Exercise: Of all the lines below, output only those starting at the one with "Paragraph::new(self.summary(activity)).render(summary, buf);" and ending at the one with "fn icons() ->", both ends included, exactly as written.

Material for this task:

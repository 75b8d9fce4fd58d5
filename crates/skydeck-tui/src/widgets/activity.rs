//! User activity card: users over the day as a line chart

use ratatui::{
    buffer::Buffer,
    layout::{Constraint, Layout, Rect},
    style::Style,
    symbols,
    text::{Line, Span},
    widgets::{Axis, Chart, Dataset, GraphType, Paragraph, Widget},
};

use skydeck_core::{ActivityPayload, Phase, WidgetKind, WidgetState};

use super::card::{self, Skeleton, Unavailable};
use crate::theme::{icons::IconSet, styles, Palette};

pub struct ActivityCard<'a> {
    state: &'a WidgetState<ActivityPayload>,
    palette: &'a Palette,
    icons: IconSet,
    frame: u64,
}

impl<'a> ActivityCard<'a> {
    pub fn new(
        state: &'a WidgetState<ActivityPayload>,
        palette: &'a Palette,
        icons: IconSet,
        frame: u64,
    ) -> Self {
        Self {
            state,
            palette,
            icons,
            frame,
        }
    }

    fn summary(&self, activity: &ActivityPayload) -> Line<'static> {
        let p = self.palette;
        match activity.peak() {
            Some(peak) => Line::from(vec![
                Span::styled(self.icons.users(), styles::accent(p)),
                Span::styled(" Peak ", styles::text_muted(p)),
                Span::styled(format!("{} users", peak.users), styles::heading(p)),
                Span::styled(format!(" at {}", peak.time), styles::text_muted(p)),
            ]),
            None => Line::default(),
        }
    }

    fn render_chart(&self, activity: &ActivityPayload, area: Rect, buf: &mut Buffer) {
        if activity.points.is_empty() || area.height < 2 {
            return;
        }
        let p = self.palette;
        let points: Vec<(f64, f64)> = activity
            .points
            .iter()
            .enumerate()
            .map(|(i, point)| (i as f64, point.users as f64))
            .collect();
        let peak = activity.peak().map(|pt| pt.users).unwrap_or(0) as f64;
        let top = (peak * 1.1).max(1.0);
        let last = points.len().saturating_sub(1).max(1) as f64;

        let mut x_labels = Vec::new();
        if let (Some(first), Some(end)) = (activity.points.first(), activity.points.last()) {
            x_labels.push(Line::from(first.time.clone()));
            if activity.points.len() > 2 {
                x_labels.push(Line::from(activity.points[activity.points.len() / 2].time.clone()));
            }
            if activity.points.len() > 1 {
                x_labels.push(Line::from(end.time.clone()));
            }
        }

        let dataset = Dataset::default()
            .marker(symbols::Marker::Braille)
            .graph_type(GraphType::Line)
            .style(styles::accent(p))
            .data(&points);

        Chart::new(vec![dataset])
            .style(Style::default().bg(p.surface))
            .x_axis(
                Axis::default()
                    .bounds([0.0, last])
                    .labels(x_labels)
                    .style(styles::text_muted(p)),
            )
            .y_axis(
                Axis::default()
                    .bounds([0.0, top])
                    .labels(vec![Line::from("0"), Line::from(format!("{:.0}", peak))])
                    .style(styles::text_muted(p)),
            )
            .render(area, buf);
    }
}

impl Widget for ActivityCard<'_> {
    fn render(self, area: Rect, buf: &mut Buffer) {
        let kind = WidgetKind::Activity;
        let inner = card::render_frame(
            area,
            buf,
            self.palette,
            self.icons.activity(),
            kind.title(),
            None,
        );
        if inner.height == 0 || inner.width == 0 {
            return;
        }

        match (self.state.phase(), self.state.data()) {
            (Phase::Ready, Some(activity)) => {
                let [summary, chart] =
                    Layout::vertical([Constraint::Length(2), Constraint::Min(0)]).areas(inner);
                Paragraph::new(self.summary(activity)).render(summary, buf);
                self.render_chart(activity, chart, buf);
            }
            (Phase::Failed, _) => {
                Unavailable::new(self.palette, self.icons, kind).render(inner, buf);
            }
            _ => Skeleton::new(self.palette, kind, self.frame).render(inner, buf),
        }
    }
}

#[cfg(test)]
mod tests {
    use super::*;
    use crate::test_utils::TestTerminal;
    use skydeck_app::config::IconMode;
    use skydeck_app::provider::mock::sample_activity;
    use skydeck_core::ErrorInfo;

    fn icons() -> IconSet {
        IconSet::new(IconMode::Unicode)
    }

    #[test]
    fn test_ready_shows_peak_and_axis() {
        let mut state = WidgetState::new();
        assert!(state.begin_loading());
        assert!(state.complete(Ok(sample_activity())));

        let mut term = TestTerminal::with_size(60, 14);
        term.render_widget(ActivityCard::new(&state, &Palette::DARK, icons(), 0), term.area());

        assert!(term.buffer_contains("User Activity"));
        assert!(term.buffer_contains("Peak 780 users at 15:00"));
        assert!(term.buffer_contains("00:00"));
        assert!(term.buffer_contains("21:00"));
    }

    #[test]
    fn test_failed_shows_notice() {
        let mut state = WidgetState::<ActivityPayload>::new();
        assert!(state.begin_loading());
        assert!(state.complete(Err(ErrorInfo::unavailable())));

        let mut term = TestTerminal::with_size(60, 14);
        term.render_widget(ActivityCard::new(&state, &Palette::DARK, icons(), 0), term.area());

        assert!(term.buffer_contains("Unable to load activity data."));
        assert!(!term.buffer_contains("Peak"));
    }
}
==
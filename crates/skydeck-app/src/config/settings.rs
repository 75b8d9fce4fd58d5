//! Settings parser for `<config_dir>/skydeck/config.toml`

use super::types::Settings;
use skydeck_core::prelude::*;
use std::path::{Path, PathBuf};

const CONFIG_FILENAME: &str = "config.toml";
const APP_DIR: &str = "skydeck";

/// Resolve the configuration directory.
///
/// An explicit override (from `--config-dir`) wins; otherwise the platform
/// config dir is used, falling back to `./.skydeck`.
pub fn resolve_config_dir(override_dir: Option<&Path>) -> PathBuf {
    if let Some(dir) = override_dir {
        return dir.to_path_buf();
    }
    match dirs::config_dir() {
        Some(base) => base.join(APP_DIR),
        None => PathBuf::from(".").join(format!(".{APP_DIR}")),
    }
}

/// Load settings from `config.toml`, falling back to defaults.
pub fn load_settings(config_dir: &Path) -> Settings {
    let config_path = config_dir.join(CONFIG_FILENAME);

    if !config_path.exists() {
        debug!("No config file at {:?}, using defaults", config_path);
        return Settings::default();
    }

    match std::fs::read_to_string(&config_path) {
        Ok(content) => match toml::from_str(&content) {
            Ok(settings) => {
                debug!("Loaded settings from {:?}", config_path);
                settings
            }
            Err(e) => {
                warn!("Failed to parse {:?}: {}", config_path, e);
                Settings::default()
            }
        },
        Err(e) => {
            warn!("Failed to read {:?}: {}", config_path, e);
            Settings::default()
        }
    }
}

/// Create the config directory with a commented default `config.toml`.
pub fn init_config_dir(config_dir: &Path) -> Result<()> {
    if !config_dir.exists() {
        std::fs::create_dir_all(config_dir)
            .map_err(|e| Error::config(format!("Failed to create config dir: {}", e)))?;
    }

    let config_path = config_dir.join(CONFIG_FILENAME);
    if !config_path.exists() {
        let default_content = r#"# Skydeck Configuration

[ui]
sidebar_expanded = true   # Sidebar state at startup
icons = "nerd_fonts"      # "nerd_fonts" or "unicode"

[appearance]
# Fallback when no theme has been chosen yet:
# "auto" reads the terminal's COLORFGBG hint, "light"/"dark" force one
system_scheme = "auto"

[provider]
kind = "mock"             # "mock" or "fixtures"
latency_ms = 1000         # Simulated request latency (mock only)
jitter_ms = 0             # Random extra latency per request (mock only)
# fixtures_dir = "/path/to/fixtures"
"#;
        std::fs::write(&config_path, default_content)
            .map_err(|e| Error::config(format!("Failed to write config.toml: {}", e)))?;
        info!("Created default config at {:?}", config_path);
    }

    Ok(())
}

Answer to the exercise:
                Paragraph::new(self.summary(activity)).render(summary, buf);
                self.render_chart(activity, chart, buf);
            }
            (Phase::Failed, _) => {
                Unavailable::new(self.palette, self.icons, kind).render(inner, buf);
            }
            _ => Skeleton::new(self.palette, kind, self.frame).render(inner, buf),
        }
    }
}

#[cfg(test)]
mod tests {
    use super::*;
    use crate::test_utils::TestTerminal;
    use skydeck_app::config::IconMode;
    use skydeck_app::provider::mock::sample_activity;
    use skydeck_core::ErrorInfo;

    fn icons() -> IconSet {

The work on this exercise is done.